┌─ DATA FOR THIS EXERCISE

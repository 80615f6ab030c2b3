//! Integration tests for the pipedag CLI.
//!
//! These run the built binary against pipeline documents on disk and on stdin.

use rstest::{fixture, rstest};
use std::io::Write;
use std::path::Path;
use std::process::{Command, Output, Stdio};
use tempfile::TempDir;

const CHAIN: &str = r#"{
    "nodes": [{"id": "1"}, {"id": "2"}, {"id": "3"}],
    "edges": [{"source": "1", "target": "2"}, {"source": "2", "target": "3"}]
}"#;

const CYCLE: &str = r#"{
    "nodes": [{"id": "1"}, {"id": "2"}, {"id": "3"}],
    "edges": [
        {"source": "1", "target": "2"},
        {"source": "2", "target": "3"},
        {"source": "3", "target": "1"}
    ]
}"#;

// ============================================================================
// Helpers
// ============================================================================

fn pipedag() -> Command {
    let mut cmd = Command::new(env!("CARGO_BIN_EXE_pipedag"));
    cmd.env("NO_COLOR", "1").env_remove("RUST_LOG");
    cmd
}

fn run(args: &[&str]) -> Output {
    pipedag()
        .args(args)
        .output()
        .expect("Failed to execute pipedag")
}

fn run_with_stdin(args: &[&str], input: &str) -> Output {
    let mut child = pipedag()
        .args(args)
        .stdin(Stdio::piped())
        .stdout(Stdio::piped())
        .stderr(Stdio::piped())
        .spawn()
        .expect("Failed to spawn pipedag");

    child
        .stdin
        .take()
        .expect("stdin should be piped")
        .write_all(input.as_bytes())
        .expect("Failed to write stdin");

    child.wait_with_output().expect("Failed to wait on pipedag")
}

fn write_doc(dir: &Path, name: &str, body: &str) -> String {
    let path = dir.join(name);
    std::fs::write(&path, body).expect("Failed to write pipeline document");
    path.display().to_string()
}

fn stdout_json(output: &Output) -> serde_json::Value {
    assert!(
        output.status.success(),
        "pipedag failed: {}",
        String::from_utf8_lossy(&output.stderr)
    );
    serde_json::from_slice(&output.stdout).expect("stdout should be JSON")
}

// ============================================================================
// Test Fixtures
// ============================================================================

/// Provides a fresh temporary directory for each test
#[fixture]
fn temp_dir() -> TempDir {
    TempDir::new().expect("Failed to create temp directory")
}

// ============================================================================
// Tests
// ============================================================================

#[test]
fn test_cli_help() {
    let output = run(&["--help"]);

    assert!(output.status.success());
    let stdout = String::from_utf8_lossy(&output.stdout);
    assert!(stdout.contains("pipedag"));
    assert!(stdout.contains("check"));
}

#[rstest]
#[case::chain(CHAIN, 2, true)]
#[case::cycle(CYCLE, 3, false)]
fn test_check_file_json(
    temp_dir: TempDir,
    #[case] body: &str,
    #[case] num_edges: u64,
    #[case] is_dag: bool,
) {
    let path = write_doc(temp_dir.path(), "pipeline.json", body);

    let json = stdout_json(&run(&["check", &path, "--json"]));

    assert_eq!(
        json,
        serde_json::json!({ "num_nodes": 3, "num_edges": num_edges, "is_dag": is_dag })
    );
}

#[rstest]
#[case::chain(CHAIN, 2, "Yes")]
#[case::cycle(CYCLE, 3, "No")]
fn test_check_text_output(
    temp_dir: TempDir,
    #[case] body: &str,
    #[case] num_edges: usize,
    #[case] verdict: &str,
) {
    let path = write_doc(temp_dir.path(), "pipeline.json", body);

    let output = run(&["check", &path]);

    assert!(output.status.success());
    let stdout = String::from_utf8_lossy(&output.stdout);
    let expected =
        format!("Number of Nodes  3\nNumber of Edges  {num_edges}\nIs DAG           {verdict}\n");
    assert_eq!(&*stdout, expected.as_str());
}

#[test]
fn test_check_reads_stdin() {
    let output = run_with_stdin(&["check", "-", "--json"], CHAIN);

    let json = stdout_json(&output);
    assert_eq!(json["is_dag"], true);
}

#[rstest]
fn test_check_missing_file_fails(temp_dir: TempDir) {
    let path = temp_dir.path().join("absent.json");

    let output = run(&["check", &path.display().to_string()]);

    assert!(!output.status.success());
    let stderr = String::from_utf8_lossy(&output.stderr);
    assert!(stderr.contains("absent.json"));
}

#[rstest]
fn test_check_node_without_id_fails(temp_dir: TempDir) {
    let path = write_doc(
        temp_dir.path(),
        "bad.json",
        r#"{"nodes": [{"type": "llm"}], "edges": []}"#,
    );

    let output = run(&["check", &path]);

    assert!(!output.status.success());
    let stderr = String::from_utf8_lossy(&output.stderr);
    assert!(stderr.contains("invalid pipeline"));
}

└─

(EXERCISE INSTRUCTIONS):
In this exercise, repeat all entries exactly.

(EXERCISE ANSWER):
repository 80615f6ab030c2b3
//! Integration tests for the pipedag CLI.
//!
//! These run the built binary against pipeline documents on disk and on stdin.

use rstest::{fixture, rstest};
use std::io::Write;
use std::path::Path;
use std::process::{Command, Output, Stdio};
use tempfile::TempDir;

const CHAIN: &str = r#"{
    "nodes": [{"id": "1"}, {"id": "2"}, {"id": "3"}],
    "edges": [{"source": "1", "target": "2"}, {"source": "2", "target": "3"}]
}"#;

const CYCLE: &str = r#"{
    "nodes": [{"id": "1"}, {"id": "2"}, {"id": "3"}],
    "edges": [
        {"source": "1", "target": "2"},
        {"source": "2", "target": "3"},
        {"source": "3", "target": "1"}
    ]
}"#;

// ============================================================================
// Helpers
// ============================================================================

fn pipedag() -> Command {
    let mut cmd = Command::new(env!("CARGO_BIN_EXE_pipedag"));
    cmd.env("NO_COLOR", "1").env_remove("RUST_LOG");
    cmd
}

fn run(args: &[&str]) -> Output {
    pipedag()
        .args(args)
        .output()
        .expect("Failed to execute pipedag")
}

fn run_with_stdin(args: &[&str], input: &str) -> Output {
    let mut child = pipedag()
        .args(args)
        .stdin(Stdio::piped())
        .stdout(Stdio::piped())
        .stderr(Stdio::piped())
        .spawn()
        .expect("Failed to spawn pipedag");

    child
        .stdin
        .take()
        .expect("stdin should be piped")
        .write_all(input.as_bytes())
        .expect("Failed to write stdin");

    child.wait_with_output().expect("Failed to wait on pipedag")
}

fn write_doc(dir: &Path, name: &str, body: &str) -> String {
    let path = dir.join(name);
    std::fs::write(&path, body).expect("Failed to write pipeline document");
    path.display().to_string()
}

fn stdout_json(output: &Output) -> serde_json::Value {
    assert!(
        output.status.success(),
        "pipedag failed: {}",
        String::from_utf8_lossy(&output.stderr)
    );
    serde_json::from_slice(&output.stdout).expect("stdout should be JSON")
}

// ============================================================================
// Test Fixtures
// ============================================================================

/// Provides a fresh temporary directory for each test
#[fixture]
fn temp_dir() -> TempDir {
    TempDir::new().expect("Failed to create temp directory")
}

// ============================================================================
// Tests
// ============================================================================

#[test]
fn test_cli_help() {
    let output = run(&["--help"]);

    assert!(output.status.success());
    let stdout = String::from_utf8_lossy(&output.stdout);
    assert!(stdout.contains("pipedag"));
    assert!(stdout.contains("check"));
}

#[rstest]
#[case::chain(CHAIN, 2, true)]
#[case::cycle(CYCLE, 3, false)]
fn test_check_file_json(
    temp_dir: TempDir,
    #[case] body: &str,
    #[case] num_edges: u64,
    #[case] is_dag: bool,
) {
    let path = write_doc(temp_dir.path(), "pipeline.json", body);

    let json = stdout_json(&run(&["check", &path, "--json"]));

    assert_eq!(
        json,
        serde_json::json!({ "num_nodes": 3, "num_edges": num_edges, "is_dag": is_dag })
    );
}

#[rstest]
#[case::chain(CHAIN, 2, "Yes")]
#[case::cycle(CYCLE, 3, "No")]
fn test_check_text_output(
    temp_dir: TempDir,
    #[case] body: &str,
    #[case] num_edges: usize,
    #[case] verdict: &str,
) {
    let path = write_doc(temp_dir.path(), "pipeline.json", body);

    let output = run(&["check", &path]);

    assert!(output.status.success());
    let stdout = String::from_utf8_lossy(&output.stdout);
    let expected =
        format!("Number of Nodes  3\nNumber of Edges  {num_edges}\nIs DAG           {verdict}\n");
    assert_eq!(&*stdout, expected.as_str());
}

#[test]
fn test_check_reads_stdin() {
    let output = run_with_stdin(&["check", "-", "--json"], CHAIN);

    let json = stdout_json(&output);
    assert_eq!(json["is_dag"], true);
}

#[rstest]
fn test_check_missing_file_fails(temp_dir: TempDir) {
    let path = temp_dir.path().join("absent.json");

    let output = run(&["check", &path.display().to_string()]);

    assert!(!output.status.success());
    let stderr = String::from_utf8_lossy(&output.stderr);
    assert!(stderr.contains("absent.json"));
}

#[rstest]
fn test_check_node_without_id_fails(temp_dir: TempDir) {
    let path = write_doc(
        temp_dir.path(),
        "bad.json",
        r#"{"nodes": [{"type": "llm"}], "edges": []}"#,
    );

    let output = run(&["check", &path]);

    assert!(!output.status.success());
    let stderr = String::from_utf8_lossy(&output.stderr);
    assert!(stderr.contains("invalid pipeline"));
}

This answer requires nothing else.